**WHAT IS NEEDED**
Set the entries below down again, please. Match them exactly.
-- DATA follows --
//! Observer registry and engine events.

use laurel_protocol::{AchievementRecord, PlayerIdentity};
use std::panic::{catch_unwind, AssertUnwindSafe};
use std::sync::{Arc, Weak};
use tracing::warn;

/// Error an observer may return from a callback.
pub type ObserverError = Box<dyn std::error::Error + Send + Sync>;

/// Result returned by observer callbacks.
pub type ObserverResult = Result<(), ObserverError>;

/// Receives engine events. Every callback defaults to doing nothing.
///
/// Callbacks run synchronously on the thread that drives the engine. A
/// callback that fails (or panics) is logged and skipped; the remaining
/// observers still receive the event.
pub trait EngineObserver: Send + Sync {
    /// A player authenticated with the remote service.
    fn on_authenticated(&self, _player: &PlayerIdentity) -> ObserverResult {
        Ok(())
    }

    /// An achievement's local percentage increased.
    fn on_progressed(&self, _achievement: &AchievementRecord) -> ObserverResult {
        Ok(())
    }

    /// An achievement reached 100%.
    fn on_completed(&self, _achievement: &AchievementRecord) -> ObserverResult {
        Ok(())
    }

    /// Local progress was reconciled against the remote service.
    fn on_loaded(&self) -> ObserverResult {
        Ok(())
    }

    /// All achievements were reset.
    fn on_reset(&self) -> ObserverResult {
        Ok(())
    }
}

/// An event fanned out to observers.
#[derive(Debug, Clone, PartialEq)]
pub enum EngineEvent {
    /// See [`EngineObserver::on_authenticated`].
    Authenticated(PlayerIdentity),
    /// See [`EngineObserver::on_progressed`].
    Progressed(AchievementRecord),
    /// See [`EngineObserver::on_completed`].
    Completed(AchievementRecord),
    /// See [`EngineObserver::on_loaded`].
    Loaded,
    /// See [`EngineObserver::on_reset`].
    Reset,
}

impl EngineEvent {
    /// Returns a short name for logging.
    pub fn name(&self) -> &'static str {
        match self {
            EngineEvent::Authenticated(_) => "authenticated",
            EngineEvent::Progressed(_) => "progressed",
            EngineEvent::Completed(_) => "completed",
            EngineEvent::Loaded => "loaded",
            EngineEvent::Reset => "reset",
        }
    }

    fn deliver(&self, observer: &dyn EngineObserver) -> ObserverResult {
        match self {
            EngineEvent::Authenticated(player) => observer.on_authenticated(player),
            EngineEvent::Progressed(record) => observer.on_progressed(record),
            EngineEvent::Completed(record) => observer.on_completed(record),
            EngineEvent::Loaded => observer.on_loaded(),
            EngineEvent::Reset => observer.on_reset(),
        }
    }
}

/// Counts from a single fan-out.
#[derive(Debug, Clone, Copy, Default, PartialEq, Eq)]
pub struct Delivery {
    /// Observers that handled the event.
    pub delivered: usize,
    /// Observers that returned an error or panicked.
    pub failed: usize,
}

/// Ordered set of non-owning observer handles.
///
/// Registration order is notification order. The registry never keeps an
/// observer alive: once the caller drops its last `Arc`, the handle is
/// pruned on the next fan-out.
#[derive(Default)]
pub struct ObserverRegistry {
    observers: Vec<Weak<dyn EngineObserver>>,
}

impl ObserverRegistry {
    /// Creates an empty registry.
    pub fn new() -> Self {
        Self::default()
    }

    /// Registers an observer. Returns false if it was already registered.
    pub fn add<O: EngineObserver + 'static>(&mut self, observer: &Arc<O>) -> bool {
        let handle: Weak<O> = Arc::downgrade(observer);
        let handle: Weak<dyn EngineObserver> = handle;
        if self.position(&handle).is_some() {
            return false;
        }
        self.observers.push(handle);
        true
    }

    /// Unregisters an observer. Returns false if it was not registered.
    pub fn remove<O: EngineObserver + 'static>(&mut self, observer: &Arc<O>) -> bool {
        let handle: Weak<O> = Arc::downgrade(observer);
        let handle: Weak<dyn EngineObserver> = handle;
        match self.position(&handle) {
            Some(index) => {
                self.observers.remove(index);
                true
            }
            None => false,
        }
    }

    /// Returns the number of live observers.
    pub fn len(&self) -> usize {
        self.observers.iter().filter(|o| o.strong_count() > 0).count()
    }

    /// Returns true if no live observer is registered.
    pub fn is_empty(&self) -> bool {
        self.len() == 0
    }

    /// Drops every handle.
    pub fn clear(&mut self) {
        self.observers.clear();
    }

    /// Delivers `event` to every live observer in registration order.
    pub fn emit(&mut self, event: &EngineEvent) -> Delivery {
        self.observers.retain(|o| o.strong_count() > 0);

        let mut delivery = Delivery::default();
        for (index, handle) in self.observers.iter().enumerate() {
            let Some(observer) = handle.upgrade() else {
                continue;
            };
            match catch_unwind(AssertUnwindSafe(|| event.deliver(observer.as_ref()))) {
                Ok(Ok(())) => delivery.delivered += 1,
                Ok(Err(e)) => {
                    warn!(event = event.name(), observer = index, error = %e, "observer failed");
                    delivery.failed += 1;
                }
                Err(_) => {
                    warn!(event = event.name(), observer = index, "observer panicked");
                    delivery.failed += 1;
                }
            }
        }
        delivery
    }

    fn position(&self, handle: &Weak<dyn EngineObserver>) -> Option<usize> {
        let target = handle.as_ptr() as *const ();
        self.observers
            .iter()
            .position(|o| o.as_ptr() as *const () == target)
    }
}

impl std::fmt::Debug for ObserverRegistry {
    fn fmt(&self, f: &mut std::fmt::Formatter<'_>) -> std::fmt::Result {
        f.debug_struct("ObserverRegistry")
            .field("observers", &self.observers.len())
            .finish()
    }
}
-- DATA concluded --
**ANSWER TO THIS EXERCISE**
//! Observer registry and engine events.

use laurel_protocol::{AchievementRecord, PlayerIdentity};
use std::panic::{catch_unwind, AssertUnwindSafe};
use std::sync::{Arc, Weak};
use tracing::warn;

/// Error an observer may return from a callback.
pub type ObserverError = Box<dyn std::error::Error + Send + Sync>;

/// Result returned by observer callbacks.
pub type ObserverResult = Result<(), ObserverError>;

/// Receives engine events. Every callback defaults to doing nothing.
///
/// Callbacks run synchronously on the thread that drives the engine. A
/// callback that fails (or panics) is logged and skipped; the remaining
/// observers still receive the event.
pub trait EngineObserver: Send + Sync {
    /// A player authenticated with the remote service.
    fn on_authenticated(&self, _player: &PlayerIdentity) -> ObserverResult {
        Ok(())
    }

    /// An achievement's local percentage increased.
    fn on_progressed(&self, _achievement: &AchievementRecord) -> ObserverResult {
        Ok(())
    }

    /// An achievement reached 100%.
    fn on_completed(&self, _achievement: &AchievementRecord) -> ObserverResult {
        Ok(())
    }

    /// Local progress was reconciled against the remote service.
    fn on_loaded(&self) -> ObserverResult {
        Ok(())
    }

    /// All achievements were reset.
    fn on_reset(&self) -> ObserverResult {
        Ok(())
    }
}

/// An event fanned out to observers.
#[derive(Debug, Clone, PartialEq)]
pub enum EngineEvent {
    /// See [`EngineObserver::on_authenticated`].
    Authenticated(PlayerIdentity),
    /// See [`EngineObserver::on_progressed`].
    Progressed(AchievementRecord),
    /// See [`EngineObserver::on_completed`].
    Completed(AchievementRecord),
    /// See [`EngineObserver::on_loaded`].
    Loaded,
    /// See [`EngineObserver::on_reset`].
    Reset,
}

impl EngineEvent {
    /// Returns a short name for logging.
    pub fn name(&self) -> &'static str {
        match self {
            EngineEvent::Authenticated(_) => "authenticated",
            EngineEvent::Progressed(_) => "progressed",
            EngineEvent::Completed(_) => "completed",
            EngineEvent::Loaded => "loaded",
            EngineEvent::Reset => "reset",
        }
    }

    fn deliver(&self, observer: &dyn EngineObserver) -> ObserverResult {
        match self {
            EngineEvent::Authenticated(player) => observer.on_authenticated(player),
            EngineEvent::Progressed(record) => observer.on_progressed(record),
            EngineEvent::Completed(record) => observer.on_completed(record),
            EngineEvent::Loaded => observer.on_loaded(),
            EngineEvent::Reset => observer.on_reset(),
        }
    }
}

/// Counts from a single fan-out.
#[derive(Debug, Clone, Copy, Default, PartialEq, Eq)]
pub struct Delivery {
    /// Observers that handled the event.
    pub delivered: usize,
    /// Observers that returned an error or panicked.
    pub failed: usize,
}

/// Ordered set of non-owning observer handles.
///
/// Registration order is notification order. The registry never keeps an
/// observer alive: once the caller drops its last `Arc`, the handle is
/// pruned on the next fan-out.
#[derive(Default)]
pub struct ObserverRegistry {
    observers: Vec<Weak<dyn EngineObserver>>,
}

impl ObserverRegistry {
    /// Creates an empty registry.
    pub fn new() -> Self {
        Self::default()
    }

    /// Registers an observer. Returns false if it was already registered.
    pub fn add<O: EngineObserver + 'static>(&mut self, observer: &Arc<O>) -> bool {
        let handle: Weak<O> = Arc::downgrade(observer);
        let handle: Weak<dyn EngineObserver> = handle;
        if self.position(&handle).is_some() {
            return false;
        }
        self.observers.push(handle);
        true
    }

    /// Unregisters an observer. Returns false if it was not registered.
    pub fn remove<O: EngineObserver + 'static>(&mut self, observer: &Arc<O>) -> bool {
        let handle: Weak<O> = Arc::downgrade(observer);
        let handle: Weak<dyn EngineObserver> = handle;
        match self.position(&handle) {
            Some(index) => {
                self.observers.remove(index);
                true
            }
            None => false,
        }
    }

    /// Returns the number of live observers.
    pub fn len(&self) -> usize {
        self.observers.iter().filter(|o| o.strong_count() > 0).count()
    }

    /// Returns true if no live observer is registered.
    pub fn is_empty(&self) -> bool {
        self.len() == 0
    }

    /// Drops every handle.
    pub fn clear(&mut self) {
        self.observers.clear();
    }

    /// Delivers `event` to every live observer in registration order.
    pub fn emit(&mut self, event: &EngineEvent) -> Delivery {
        self.observers.retain(|o| o.strong_count() > 0);

        let mut delivery = Delivery::default();
        for (index, handle) in self.observers.iter().enumerate() {
            let Some(observer) = handle.upgrade() else {
                continue;
            };
            match catch_unwind(AssertUnwindSafe(|| event.deliver(observer.as_ref()))) {
                Ok(Ok(())) => delivery.delivered += 1,
                Ok(Err(e)) => {
                    warn!(event = event.name(), observer = index, error = %e, "observer failed");
                    delivery.failed += 1;
                }
                Err(_) => {
                    warn!(event = event.name(), observer = index, "observer panicked");
                    delivery.failed += 1;
                }
            }
        }
        delivery
    }

    fn position(&self, handle: &Weak<dyn EngineObserver>) -> Option<usize> {
        let target = handle.as_ptr() as *const ();
        self.observers
            .iter()
            .position(|o| o.as_ptr() as *const () == target)
    }
}

impl std::fmt::Debug for ObserverRegistry {
    fn fmt(&self, f: &mut std::fmt::Formatter<'_>) -> std::fmt::Result {
        f.debug_struct("ObserverRegistry")
            .field("observers", &self.observers.len())
            .finish()
    }
}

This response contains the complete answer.